The last Sunday of July, I decided to wake up early and photograph the sand sculptures from the annual Sand Sculpting Festival at Revere Beach. There was one slight problem. Everyone else north of Boston had the same idea. The streets and sidewalks at the beach were already slightly clogged with revelers, sun seekers and photogs by the time I arrived “early” at 6 a.m. But, with some effort, I was still able to get a few shots without people, workers or other objects in the background of most of my shots.

The annual sand sculpting event included 15 sand sculptors from all over the world. Awards were given to the top five sculptures that were judged by a panel of experts. There were also a “People’s Choice” award the visitors were able to vote for and a “Sculptor’s Choice” award the sculptors all voted for.

Then, there were 8 additional sand sculptures which did not win a prize but are no less impressive.

So, instead of a big, dramatic countdown, let’s start from the top of the list!

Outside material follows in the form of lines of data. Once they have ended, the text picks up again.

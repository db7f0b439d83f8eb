//! Statistical pooling of run records
//!
//! Records from any number of run directories are pooled by
//! (model, context length) key and summarized per key. Aggregated values
//! are derived data, always recomputable from the raw records.
//!
//! Standard deviation is the population form (divide by n), so a
//! single-sample key reads as stddev 0 rather than undefined.

#![allow(clippy::cast_precision_loss)] // Statistical functions need usize->f64

use std::collections::BTreeMap;

use serde::{Deserialize, Serialize};
use tracing::warn;

use crate::error::MedirError;
use crate::executor::RunRecord;

// ============================================================================
// Sample statistics
// ============================================================================

/// Summary statistics over one pooled sample set
#[derive(Debug, Clone, Copy, PartialEq, Serialize, Deserialize)]
pub struct SampleStats {
    /// Arithmetic mean
    pub mean: f64,
    /// Population standard deviation; 0 for a single sample
    pub std_dev: f64,
    /// Smallest sample
    pub min: f64,
    /// Largest sample
    pub max: f64,
    /// Number of samples pooled
    pub count: usize,
}

impl SampleStats {
    /// Compute statistics over a sample set; `None` when empty
    #[must_use]
    pub fn from_samples(samples: &[f64]) -> Option<Self> {
        if samples.is_empty() {
            return None;
        }
        let n = samples.len() as f64;
        let mean = samples.iter().sum::<f64>() / n;
        let variance = samples.iter().map(|x| (x - mean).powi(2)).sum::<f64>() / n;

        let mut min = f64::INFINITY;
        let mut max = f64::NEG_INFINITY;
        for &x in samples {
            min = min.min(x);
            max = max.max(x);
        }

        Some(Self {
            mean,
            std_dev: variance.sqrt(),
            min,
            max,
            count: samples.len(),
        })
    }

    /// True when error bars are meaningful (more than one sample)
    #[must_use]
    pub fn has_spread(&self) -> bool {
        self.count > 1
    }
}

// ============================================================================
// Pooled aggregation
// ============================================================================

/// Per-(model, context) summary pooled across runs
#[derive(Debug, Clone, Serialize, Deserialize)]
pub struct AggregatedMetric {
    /// Model name
    pub model: String,
    /// Context length the samples were measured at
    pub context: u32,
    /// Tokens/sec statistics over successful samples
    pub tokens_per_second: SampleStats,
    /// Resident memory statistics, when any sample reported it
    pub memory_gb: Option<SampleStats>,
    /// Mean GPU share, when any sample reported it
    pub gpu_percent: Option<f64>,
    /// Mean CPU share, when any sample reported it
    pub cpu_percent: Option<f64>,
    /// Failed executions seen for this key
    pub failed_count: usize,
}

impl AggregatedMetric {
    /// True when every reporting sample ran CPU-only (GPU share zero)
    #[must_use]
    pub fn is_cpu_only(&self) -> bool {
        self.gpu_percent == Some(0.0)
    }
}

/// Pool records by (model, reported context) and summarize each key.
///
/// Order-independent and merge-associative: the same record multiset
/// yields the same statistics regardless of directory boundaries or
/// record order. Keys whose every record failed are logged as
/// aggregation gaps and omitted. Output is sorted by model, then context.
#[must_use]
pub fn aggregate(records: &[RunRecord]) -> Vec<AggregatedMetric> {
    let mut pools: BTreeMap<(String, u32), Vec<&RunRecord>> = BTreeMap::new();
    for record in records {
        pools
            .entry((record.model.clone(), record.reported_ctx))
            .or_default()
            .push(record);
    }

    let mut metrics = Vec::new();
    for ((model, context), pool) in pools {
        let tps: Vec<f64> = pool
            .iter()
            .filter(|r| r.is_success())
            .filter_map(|r| r.tokens_per_second)
            .collect();
        let failed_count = pool.iter().filter(|r| !r.is_success()).count();

        let Some(tokens_per_second) = SampleStats::from_samples(&tps) else {
            warn!(
                "{}",
                MedirError::AggregationGap {
                    model: model.clone(),
                    context,
                }
            );
            continue;
        };

        let memory: Vec<f64> = pool.iter().filter_map(|r| r.memory_gb).collect();
        let gpu: Vec<f64> = pool
            .iter()
            .filter_map(|r| r.gpu_percent)
            .map(f64::from)
            .collect();
        let cpu: Vec<f64> = pool
            .iter()
            .filter_map(|r| r.cpu_percent)
            .map(f64::from)
            .collect();

        metrics.push(AggregatedMetric {
            model,
            context,
            tokens_per_second,
            memory_gb: SampleStats::from_samples(&memory),
            gpu_percent: SampleStats::from_samples(&gpu).map(|s| s.mean),
            cpu_percent: SampleStats::from_samples(&cpu).map(|s| s.mean),
            failed_count,
        });
    }
    metrics
}

/// Context sizes present in aggregated data, ascending and de-duplicated
#[must_use]
pub fn contexts_present(metrics: &[AggregatedMetric]) -> Vec<u32> {
    let mut contexts: Vec<u32> = metrics.iter().map(|m| m.context).collect();
    contexts.sort_unstable();
    contexts.dedup();
    contexts
}

/// Model names present in aggregated data, in first-seen order
#[must_use]
pub fn models_present(metrics: &[AggregatedMetric]) -> Vec<String> {
    let mut models = Vec::new();
    for metric in metrics {
        if !models.contains(&metric.model) {
            models.push(metric.model.clone());
        }
    }
    models
}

First place went to Canadian artist Melineige Beauregard for her sculpture, “The Nest.” Melineige also works with snow and ice to make sculptures during the colder seasons.

The first runner up in the contest was “Shell(ter)” by Jonathan (JOBI) Bouchard from Canada.

Third place went to Ilya Filimontsev from Russia for his sculpture “Guardian Angels.”

Fourth place went to Abe Waterman of Canada for his sculpture “I Just Can’t Bring Myself To Care, Doctor: An Ode To Apathy.”

Dan Belcher from Missouri came in fifth place with his sculpture “Trance.” Dan has been creating sand sculptures around the world since 1990.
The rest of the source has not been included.